Mad at the Ref? This App Wants to Help Leagues Get it Right

With RefRatings, sports fans may find a more fruitful way to share their opinions on referees' calls. 

Written by Tatum Hunter
Published on Oct. 18, 2019
Mad at the Ref? This App Wants to Help Leagues Get it Right
David Dickey RefRatings App
Image via shutterstock,

Ah, referees. Society’s punching bags — perhaps since the dawn of time. 

The ire directed at refs may seem silly when your uncle is screaming at the television. (They can’t hear you, Cliff.) Sometimes, however, refs really do blow it. Bad calls make uncles mad, but they also throw off tournaments and sap fans’ trust in the leagues that command so much of America’s attention — and money. 

Newly minted platform RefRatings is trying to do something about that. Its goal is to take the buzz generated by contested calls and channel that energy into one place: its app.

Fans can log on and vote on whether a call was accurate. That way, fans, commentators and league representatives get a clear picture of fan sentiment.

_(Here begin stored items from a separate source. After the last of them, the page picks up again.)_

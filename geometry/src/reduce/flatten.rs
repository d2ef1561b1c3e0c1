/*
 * This Source Code Form is subject to the terms of the Mozilla Public
 * License, v. 2.0. If a copy of the MPL was not distributed with this
 * file, You can obtain one at https://mozilla.org/MPL/2.0/.
 */

use super::fixed_curve::*;
use super::samples::*;
use crate::geo::*;
use crate::path::*;
use crate::error::*;
use crate::consts::*;

use log::*;

///
/// True if evaluating the curve polynomial at `2^k` steps cannot overflow 64-bit arithmetic
///
fn coefficients_fit(coefficients: &[i64], k: u32) -> bool {
    let largest = coefficients.iter().map(|c| c.unsigned_abs()).max().unwrap_or(0);
    let bits    = 64 - largest.leading_zeros();

    // Four terms of up to (bits + 3k) bits each are summed
    bits + 3 * k + 2 <= 62
}

///
/// Appends the points at `2^k` even steps along a curve (not including the start point)
///
fn sample_points(curve: &FixedCurve, k: u32, points: &mut Vec<FixedPoint>) -> Result<(), GeometryError> {
    let ((ax, bx, cx), (ay, by, cy)) = curve.xy_coefficients();

    if k > 0 && (k > K_SAMPLE_MAX || !coefficients_fit(&[ax, bx, cx, ay, by, cy], k)) {
        let (first, second) = curve.split_midpoint();

        sample_points(&first, k - 1, points)?;
        return sample_points(&second, k - 1, points);
    }

    let steps   = 1i64 << k;
    let shift   = 3 * k;
    let half    = (1i64 << shift) >> 1;

    points.try_reserve(steps as usize)?;

    // v(i) = v0 + (a*i^3 + b*i^2*N + c*i*N^2) / N^3, rounded
    let evaluate = |v0: Fixed, a: i64, b: i64, c: i64, i: i64| {
        let sum = ((a * i + b * steps) * i + c * steps * steps) * i;
        Fixed(v0.0 + ((sum + half) >> shift) as i32)
    };

    for i in 1..steps {
        points.push(FixedPoint::new(evaluate(curve.start.x, ax, bx, cx, i), evaluate(curve.start.y, ay, by, cy, i)));
    }

    points.push(curve.end);
    Ok(())
}

///
/// Finds the point on a tangent line that a neighbouring sample projects onto, returning the point a quarter
/// of the way along to that foot
///
fn tangent_point(origin: FixedPoint, direction: Coord2, sample: FixedPoint) -> Option<FixedPoint> {
    let length_sq = direction.dot(&direction);
    if length_sq <= 0.0 {
        return None;
    }

    let offset  = sample.to_coord2() - origin.to_coord2();
    let t       = offset.dot(&direction) / length_sq;
    if t <= 0.0 {
        return None;
    }

    let point   = origin.to_coord2() + direction * (t * 0.25);
    let point   = FixedPoint::from_f64_clamped(point.0, point.1);

    if point == origin || point == sample {
        None
    } else {
        Some(point)
    }
}

///
/// The tangent direction leaving `from`, using the further control point if the nearer one coincides with it
///
fn tangent_direction(from: FixedPoint, near: FixedPoint, far: FixedPoint) -> Option<Coord2> {
    if near != from {
        Some(near.to_coord2() - from.to_coord2())
    } else if far != from {
        Some(far.to_coord2() - from.to_coord2())
    } else {
        None
    }
}

///
/// Places an extra point on each end tangent so the first and last lines follow the curve's direction
///
fn adjust_to_tangents(curve: &FixedCurve, points: &mut Vec<FixedPoint>) -> Result<(), GeometryError> {
    if points.len() < 2 {
        return Ok(());
    }

    points.try_reserve(2)?;

    let before_end = points[points.len() - 2];
    if let Some(point) = tangent_direction(curve.end, curve.cp2, curve.cp1).and_then(|dir| tangent_point(curve.end, dir, before_end)) {
        points.insert(points.len() - 1, point);
    }

    let after_start = points[0];
    if let Some(point) = tangent_direction(curve.start, curve.cp1, curve.cp2).and_then(|dir| tangent_point(curve.start, dir, after_start)) {
        points.insert(0, point);
    }

    Ok(())
}

///
/// True if `point` continues in the direction from `before` to `previous` (within one fixed unit)
///
fn nearly_collinear(before: FixedPoint, previous: FixedPoint, point: FixedPoint) -> bool {
    let (ax, ay) = ((previous.x.0 - before.x.0) as i64, (previous.y.0 - before.y.0) as i64);
    let (bx, by) = ((point.x.0 - previous.x.0) as i64, (point.y.0 - previous.y.0) as i64);

    let cross   = ax * by - ay * bx;
    let dot     = ax * bx + ay * by;
    let span    = ((point.x.0 - before.x.0) as i64).abs().max(((point.y.0 - before.y.0) as i64).abs());

    dot > 0 && cross.abs() <= span
}

///
/// Appends the lines that replace a curve to a list of segments
///
/// The first line carries `notes`; the rest also carry `NOT_FIRST`. With `accurate` set, the first and last
/// lines are shortened to follow the curve's end tangents. When the flatness is a pixel or more, samples in
/// the same half pixel as the previous point are dropped and nearly collinear lines are merged.
///
pub fn flatten_curve(curve: &FixedCurve, notes: SegmentNotes, flatness: f64, accurate: bool, lines: &mut Vec<Segment>) -> Result<(), GeometryError> {
    let fixed_flatness  = Fixed::from_f64_clamped(flatness.max(0.0));
    let k               = log2_samples(curve, fixed_flatness);
    let simplify        = fixed_flatness >= Fixed::ONE;

    let mut points = vec![];
    sample_points(curve, k, &mut points)?;
    if accurate {
        adjust_to_tangents(curve, &mut points)?;
    }

    trace!("Flattening curve k={} ({} points)", k, points.len());

    lines.try_reserve(points.len())?;

    let first_line      = lines.len();
    let mut before      = None;
    let mut previous    = curve.start;

    for (idx, point) in points.iter().enumerate() {
        let point   = *point;
        let is_last = idx + 1 == points.len();

        if point == previous || (simplify && !is_last && point.same_half_pixel(previous)) {
            continue;
        }

        if let (true, Some(before)) = (simplify, before) {
            if nearly_collinear(before, previous, point) {
                if let Some(Segment::Line { to, .. }) = lines.last_mut() {
                    *to         = point;
                    previous    = point;
                    continue;
                }
            }
        }

        let line_notes = if lines.len() == first_line { notes } else { notes | SegmentNotes::NOT_FIRST };
        lines.push(Segment::Line { to: point, notes: line_notes });

        before      = Some(previous);
        previous    = point;
    }

    // A curve that collapses to a point still produces a line
    if lines.len() == first_line {
        lines.push(Segment::Line { to: curve.end, notes });
    }

    test_assert!(lines.last().map(|line| line.end_point()) == Some(curve.end));

    Ok(())
}
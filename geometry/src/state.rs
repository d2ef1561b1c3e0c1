/*
 * This Source Code Form is subject to the terms of the Mozilla Public
 * License, v. 2.0. If a copy of the MPL was not distributed with this
 * file, You can obtain one at https://mozilla.org/MPL/2.0/.
 */

//!
//! # Imager state
//!
//! The geometry engine never owns graphics state: every operation reads its settings from an
//! `ImagerState` supplied by the caller. The defaults match a freshly initialised PostScript graphics
//! state on an identity device.
//!

use crate::geo::*;
use crate::matrix::*;
use crate::stroke::*;

///
/// The read-only graphics-state inputs used when building, flattening, clipping and stroking paths
///
#[derive(Clone, PartialEq, Debug)]
pub struct ImagerState {
    ctm:                FixedMatrix,
    line_params:        LineParams,
    flatness:           f64,
    fill_adjust:        FixedPoint,
    accurate_curves:    bool,
    stroke_adjust:      bool,
    clamp_coordinates:  bool,
    idempotent_op:      bool,
}

impl Default for ImagerState {
    fn default() -> ImagerState {
        ImagerState {
            ctm:                FixedMatrix::default(),
            line_params:        LineParams::default(),
            flatness:           1.0,
            fill_adjust:        FixedPoint::new(Fixed::HALF, Fixed::HALF),
            accurate_curves:    false,
            stroke_adjust:      false,
            clamp_coordinates:  false,
            idempotent_op:      true,
        }
    }
}

impl ImagerState {
    /// The transform from user space to device space
    #[inline]
    pub fn ctm(&self) -> &FixedMatrix {
        &self.ctm
    }

    #[inline]
    pub fn line_params(&self) -> &LineParams {
        &self.line_params
    }

    #[inline]
    pub fn line_params_mut(&mut self) -> &mut LineParams {
        &mut self.line_params
    }

    /// Maximum distance in device pixels between a curve and the lines that replace it
    #[inline]
    pub fn flatness(&self) -> f64 {
        self.flatness
    }

    /// Amount each filled region is expanded by in device space
    #[inline]
    pub fn fill_adjust(&self) -> FixedPoint {
        self.fill_adjust
    }

    #[inline]
    pub fn accurate_curves(&self) -> bool {
        self.accurate_curves
    }

    #[inline]
    pub fn stroke_adjust(&self) -> bool {
        self.stroke_adjust
    }

    #[inline]
    pub fn clamp_coordinates(&self) -> bool {
        self.clamp_coordinates
    }

    /// True if painting the same pixel twice has the same result as painting it once
    #[inline]
    pub fn idempotent_op(&self) -> bool {
        self.idempotent_op
    }

    pub fn with_ctm(mut self, ctm: Matrix) -> ImagerState {
        self.ctm = FixedMatrix::new(ctm);
        self
    }

    pub fn with_line_params(mut self, line_params: LineParams) -> ImagerState {
        self.line_params = line_params;
        self
    }

    pub fn with_line_width(mut self, width: f64) -> ImagerState {
        self.line_params = self.line_params.with_width(width);
        self
    }

    pub fn with_line_cap(mut self, cap: LineCap) -> ImagerState {
        self.line_params = self.line_params.with_cap(cap);
        self
    }

    pub fn with_line_join(mut self, join: LineJoin) -> ImagerState {
        self.line_params = self.line_params.with_join(join);
        self
    }

    ///
    /// Sets the flatness tolerance (values below 0 are treated as 0, which requests the finest flattening)
    ///
    pub fn with_flatness(mut self, flatness: f64) -> ImagerState {
        self.flatness = flatness.max(0.0);
        self
    }

    pub fn with_fill_adjust(mut self, fill_adjust: FixedPoint) -> ImagerState {
        self.fill_adjust = fill_adjust;
        self
    }

    pub fn with_accurate_curves(mut self, accurate_curves: bool) -> ImagerState {
        self.accurate_curves = accurate_curves;
        self
    }

    pub fn with_stroke_adjust(mut self, stroke_adjust: bool) -> ImagerState {
        self.stroke_adjust = stroke_adjust;
        self
    }

    pub fn with_clamp_coordinates(mut self, clamp_coordinates: bool) -> ImagerState {
        self.clamp_coordinates = clamp_coordinates;
        self
    }

    pub fn with_idempotent_op(mut self, idempotent_op: bool) -> ImagerState {
        self.idempotent_op = idempotent_op;
        self
    }
}
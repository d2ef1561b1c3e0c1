/*
 * This Source Code Form is subject to the terms of the Mozilla Public
 * License, v. 2.0. If a copy of the MPL was not distributed with this
 * file, You can obtain one at https://mozilla.org/MPL/2.0/.
 */

use std::sync::atomic::{AtomicUsize, Ordering};

///
/// Identifies the region covered by a clip path
///
/// Every change to a clip region allocates a new ID, so two clip paths with the same ID are known to cover
/// the same area. Changes to how the region is represented keep the ID.
///
#[derive(Clone, Copy, Debug, PartialEq, Eq, PartialOrd, Ord, Hash)]
pub struct ClipId(pub(crate) usize);

impl ClipId {
    ///
    /// Creates a new clip ID (unique within this process)
    ///
    pub fn new() -> ClipId {
        static NEXT_VALUE: AtomicUsize = AtomicUsize::new(1);

        ClipId(NEXT_VALUE.fetch_add(1, Ordering::Relaxed))
    }
}
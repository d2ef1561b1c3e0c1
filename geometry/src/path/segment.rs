/*
 * This Source Code Form is subject to the terms of the Mozilla Public
 * License, v. 2.0. If a copy of the MPL was not distributed with this
 * file, You can obtain one at https://mozilla.org/MPL/2.0/.
 */

use crate::geo::*;
use crate::error::*;

use std::ops::*;

///
/// Flags attached to a segment describing where it came from
///
#[derive(Copy, Clone, PartialEq, Eq, Hash, Debug, Default)]
pub struct SegmentNotes(pub u8);

impl SegmentNotes {
    pub const NONE: SegmentNotes        = SegmentNotes(0);

    /// The segment continues a curve or arc that was split into pieces: the stroker uses the curve join before it
    pub const NOT_FIRST: SegmentNotes   = SegmentNotes(1);

    #[inline]
    pub fn contains(self, notes: SegmentNotes) -> bool {
        (self.0 & notes.0) == notes.0 && notes.0 != 0
    }
}

impl BitOr for SegmentNotes {
    type Output = SegmentNotes;

    #[inline]
    fn bitor(self, rhs: SegmentNotes) -> SegmentNotes {
        SegmentNotes(self.0 | rhs.0)
    }
}

impl BitOrAssign for SegmentNotes {
    #[inline]
    fn bitor_assign(&mut self, rhs: SegmentNotes) {
        self.0 |= rhs.0;
    }
}

///
/// A single element of a subpath
///
#[derive(Copy, Clone, PartialEq, Eq, Debug)]
pub enum Segment {
    /// The point where a subpath starts
    Start { at: FixedPoint },

    /// A straight line from the previous point
    Line { to: FixedPoint, notes: SegmentNotes },

    /// A cubic bezier curve from the previous point
    Curve { cp1: FixedPoint, cp2: FixedPoint, to: FixedPoint, notes: SegmentNotes },

    /// A line back to the start of the subpath, closing it
    Close { to: FixedPoint, notes: SegmentNotes },
}

impl Segment {
    ///
    /// The point where this segment ends
    ///
    #[inline]
    pub fn end_point(&self) -> FixedPoint {
        match self {
            Segment::Start { at }           => *at,
            Segment::Line { to, .. }        => *to,
            Segment::Curve { to, .. }       => *to,
            Segment::Close { to, .. }       => *to,
        }
    }

    #[inline]
    pub fn notes(&self) -> SegmentNotes {
        match self {
            Segment::Start { .. }           => SegmentNotes::NONE,
            Segment::Line { notes, .. }     => *notes,
            Segment::Curve { notes, .. }    => *notes,
            Segment::Close { notes, .. }    => *notes,
        }
    }

    #[inline]
    pub fn is_curve(&self) -> bool {
        matches!(self, Segment::Curve { .. })
    }

    ///
    /// Applies a function to every point in this segment (including control points)
    ///
    pub fn try_map_points<F>(&self, mut map: F) -> Result<Segment, GeometryError>
    where
        F: FnMut(FixedPoint) -> Result<FixedPoint, GeometryError>,
    {
        Ok(match *self {
            Segment::Start { at }                       => Segment::Start { at: map(at)? },
            Segment::Line { to, notes }                 => Segment::Line { to: map(to)?, notes },
            Segment::Curve { cp1, cp2, to, notes }      => Segment::Curve { cp1: map(cp1)?, cp2: map(cp2)?, to: map(to)?, notes },
            Segment::Close { to, notes }                => Segment::Close { to: map(to)?, notes },
        })
    }

    ///
    /// Grows a bounding box to include every point of this segment
    ///
    #[inline]
    pub(crate) fn extend_bounds(&self, bounds: FixedRect) -> FixedRect {
        match self {
            Segment::Curve { cp1, cp2, to, .. } => bounds.union_point(*cp1).union_point(*cp2).union_point(*to),
            other                               => bounds.union_point(other.end_point()),
        }
    }
}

RefRatings cofounder David Dickey hopes the platform will serve to make sports leagues more accountable. But it probably won’t make fans less fired up.

“People in the first Olympics probably thought their team was getting screwed,” he told me.

For reference, looks like that was 776 B.C. 

The issue with measuring fan thoughts on refs’ calls is that you may be measuring something else: team loyalty. Or at least that’s what I assumed.

“People are pretty darn fair about making these calls,” Dickey said. “We can look at the aggregate of everybody, the fans of, say, the Seahawks and the Rams and the unaffiliated together. Or we can break it down by just the Rams fans or just the Seahawks fans. They’re doing a pretty good job so far.”

In other words, the data can be filtered by team affiliation. 

Voting on calls isn’t the app’s only function. Fans can watch live play-by-plays, rate refs and weigh in on the correct call for a given play. They can start “tailgates,” or group messages, with friends or fellow fans from the community. 

Gamblers can access in-app insights, then click over to their preferred sites to place a bet. Eventually, the platform itself will be gamified to let users bet on winners and losers and earn chips to cash in for tickets and memorabilia. 

In all the app’s functions, the central theme is sports data, and that makes sense. RefRatings’ founders have four Ph.D.s and a Master’s among the three of them — and lots of experience using data to tackle big economics and public policy challenges. 

Now, the three huge Los Angeles sports fans are combining forces to tackle referee ineptitude.

Dickey, his wife Arsine Khayoyan and her brother Jack Khayoyan worked together to develop RefRatings and take it to market. They also collaborated with Black Dog Venture Partners founder Scott Kelly, former New York Giants head coach Jim Fassel and Arabian Prince, a technologist and founding member of hip hop group N.W.A.

“It’s really a family affair,” Dickey said. “[Arsine] actually knows more [Los Angeles] Lakers and NBA trivia than me, which is pretty impressive. And her brother Jack, who’s my brother-in-law and one of my best friends, is a brilliant guy.”

For now, the platform is ad-free and will make money from selling what it’s calling “fan sentiment data” to sports books, earning commission from referrals to sports betting sites and selling subscriptions for access to advanced sports betting data. They plan to integrate ads in the future, Dickey said.

The team of three has no full-time employees and no outside funding, Dickey said, but it’s currently in talks with its first outside investor. Dickey could not disclose the source or amount of the potential investment at this time. 

Fresh off its official launch last month, RefRatings is working on drumming up an audience. Dickey believes they will find that audience, he said, because the platform has key differences from other sounding boards, like Twitter. 

“This app is really going to be the ground truth for true fans. Like for super-fans,” he said. “There are all kinds of cool ways we’ll be able to aggregate and analyze this data, and that’ll become meaningful data instead of being lost in a sea of, you know, non-sports-related data and people chiming in that really don’t care that much, that are just trolling.”

With RefRatings, fans may find a more fruitful way to make their opinions on referees known. I hope you’re reading this, Uncle Cliff.